Making the invisible in criminal justice visible: Charles Bronfman Prize to Amy Bach of Measures for Justice

Monday in New York City, The Charles Bronfman Prize celebrated its latest recipient Amy Bach, founder and executive director of Measures for Justice, a nonprofit whose purpose is to assess the performance of the criminal justice system. “Tonight we celebrate a true pioneer for justice,” declared Ellen Bronfman Hauptman.

“Amy Bach works in a world where the arc of the universe is long but doesn’t always bend toward justice,” noted the Honorable Justice Rosalie Silberman Abella of the Supreme Court of Canada, speaking on behalf of the Prize’s judges. “It is a world Amy is trying to fix, one county at a time.”

The Charles Bronfman Prize is an annual award of $100,000 presented to a humanitarian under the age of fifty whose innovative work, informed by Jewish values, has significantly improved the world. The Prize was founded by Ellen Bronfman Hauptman and Stephen Bronfman, together with their spouses Andrew Hauptman and Claudine Blondin Bronfman.

“We started this prize more than 15 years ago as a gift to our dad on his birthday,” Stephen Bronfman said. “There was no better way to honor the work he has done to create a more just world and to encourage the next generation to do the same.”
Ambassador Samantha Power, former U.S. Ambassador to the United Nations, who was part of Bach’s nominating team, lauded her friend Amy for focusing on that which is “deemed too small to see and too chronic to fix” and making the invisible in the criminal justice system visible.

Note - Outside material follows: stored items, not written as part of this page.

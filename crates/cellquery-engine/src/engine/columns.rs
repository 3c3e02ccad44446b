//! Case-insensitive column name lookup.

use std::collections::HashMap;

use crate::error::QueryError;

/// Maps column names to positions, ignoring case.
///
/// When a name appears twice the first position wins.
#[derive(Clone, Debug, Default, PartialEq)]
pub struct ColumnMap {
    names: Vec<String>,
    index: HashMap<String, usize>,
}

impl ColumnMap {
    pub fn new<I, S>(names: I) -> ColumnMap
    where
        I: IntoIterator<Item = S>,
        S: Into<String>,
    {
        let names: Vec<String> = names.into_iter().map(Into::into).collect();
        let mut index = HashMap::with_capacity(names.len());
        for (pos, name) in names.iter().enumerate() {
            index.entry(name.to_lowercase()).or_insert(pos);
        }
        ColumnMap { names, index }
    }

    pub fn names(&self) -> &[String] {
        &self.names
    }

    pub fn len(&self) -> usize {
        self.names.len()
    }

    pub fn is_empty(&self) -> bool {
        self.names.is_empty()
    }

    pub fn get(&self, name: &str) -> Option<usize> {
        self.index.get(&name.to_lowercase()).copied()
    }

    pub fn lookup(&self, name: &str) -> Result<usize, QueryError> {
        self.get(name).ok_or_else(|| QueryError::UnknownColumn {
            key: name.to_string(),
            available: self.names.clone(),
        })
    }
}

/// Resolve a possibly negative index against `len`.
pub fn wrap_index(index: i64, len: usize) -> Option<usize> {
    let resolved = if index < 0 {
        (len as i64).checked_add(index)?
    } else {
        index
    };
    if resolved >= 0 && (resolved as usize) < len {
        Some(resolved as usize)
    } else {
        None
    }
}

After receiving The Prize from Charles Bronfman, Bach, who founded Measures for Justice in 2011 to create tools for change envisioned in her award-winning book Ordinary Injustice: How America Holds Court, predicted, “People will be able to look up a county, and say ‘There’s a pattern, and if you don’t fix it, we’ll elect someone who will.’”
“Amy’s innovative approach and commitment to others brings sorely needed transparency to our criminal justice system,” Charles Bronfman declared. “She personifies the Prize’s purpose.”

Sarah Koenig, host and co-creator of the Peabody-award winning podcast Serial, engaged Bach in a conversation, telling her, “You invented a whole new [measurement] system!”

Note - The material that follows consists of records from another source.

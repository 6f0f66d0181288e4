// ABOUTME: tasklink-agent binary - registers an echo handler and streams tasks from the coordinator
// ABOUTME: Runs until Ctrl-C, then cleans up the connection manager

use std::path::PathBuf;

use anyhow::{Context as _, Result};
use clap::Parser;
use serde_json::json;
use tasklink_sdk::{handler_fn, init_agent, init_chatbot, SdkConfig, TaskHandler, TaskKind};
use tracing::{info, Level};

#[derive(Parser, Debug)]
#[command(name = "tasklink-agent")]
#[command(about = "Echo worker - receives tasks from a tasklink coordinator")]
struct Cli {
    /// Process identity sent with the task stream request
    #[arg(env = "TASKLINK_IDENTITY")]
    identity: Option<String>,

    /// Coordinator address (overrides gateway.url from the config file)
    #[arg(short, long, env = "TASKLINK_SERVER")]
    server: Option<String>,

    /// Load configuration from a file (default: ~/.config/tasklink/agent.toml)
    #[arg(short, long, env = "TASKLINK_CONFIG")]
    config: Option<PathBuf>,

    /// Handle chatbot tasks instead of agent tasks
    #[arg(long)]
    chatbot: bool,

    /// Debug-level logging for tasklink crates
    #[arg(short, long)]
    verbose: bool,
}

impl Cli {
    fn kind(&self) -> TaskKind {
        if self.chatbot {
            TaskKind::Chatbot
        } else {
            TaskKind::Agent
        }
    }

    fn log_level(&self) -> Level {
        if self.verbose {
            Level::DEBUG
        } else {
            Level::INFO
        }
    }
}

/// File settings first, then command-line overrides.
fn resolve_config(cli: &Cli) -> Result<SdkConfig> {
    let mut config = SdkConfig::load(cli.config.as_deref()).context("failed to load config")?;
    if let Some(identity) = &cli.identity {
        config = config.with_identity(identity.as_str());
    }
    if let Some(server) = &cli.server {
        config = config.with_gateway_url(server.as_str());
    }
    config.validate()?;
    Ok(config)
}

/// Acknowledges each task, then completes it with its own params.
fn echo_handler() -> impl TaskHandler {
    handler_fn(|context, emit| async move {
        info!(query_id = %context.query_id, "echoing task");
        emit.query_created(json!({ "data": "received" })).await?;
        emit.query_completed(json!({ "data": context.params.clone() }))
            .await?;
        Ok::<_, anyhow::Error>(())
    })
}

#[tokio::main]
async fn main() -> Result<()> {
    // Load .env file if present (ignore errors if not found)
    let _ = dotenvy::dotenv();

    let cli = Cli::parse();
    tasklink_log::init_for(
        &["tasklink_agent", "tasklink_sdk", "tasklink_grpc"],
        cli.log_level(),
    );

    let config = resolve_config(&cli)?;
    let kind = cli.kind();
    let manager = match kind {
        TaskKind::Agent => init_agent(&config, echo_handler())?,
        TaskKind::Chatbot => init_chatbot(&config, echo_handler())?,
    };
    info!(
        identity = %config.identity,
        server = %config.gateway.url,
        %kind,
        "worker started, press Ctrl-C to stop"
    );

    tokio::signal::ctrl_c()
        .await
        .context("failed to listen for Ctrl-C")?;

    info!("shutting down");
    manager.cleanup().await;
    Ok(())
}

Bach joins an extraordinary cohort of past Prize recipients, including those in the fields of health care, environment, refugee advocacy, and education. Among the many recipients’ recent accomplishments, Etgar Keret (2016 Prize Laureate) won Israel’s most prestigious award for literature and Becca Heller (2015) was awarded a MacArthur “Genius” Fellowship for her work with refugees.

“[Amy] refuses to get desensitized to injustice,” Ambassador Power concluded, referencing the trend toward “falsehoods masquerading as facts.” She added, “We must not get used to this.”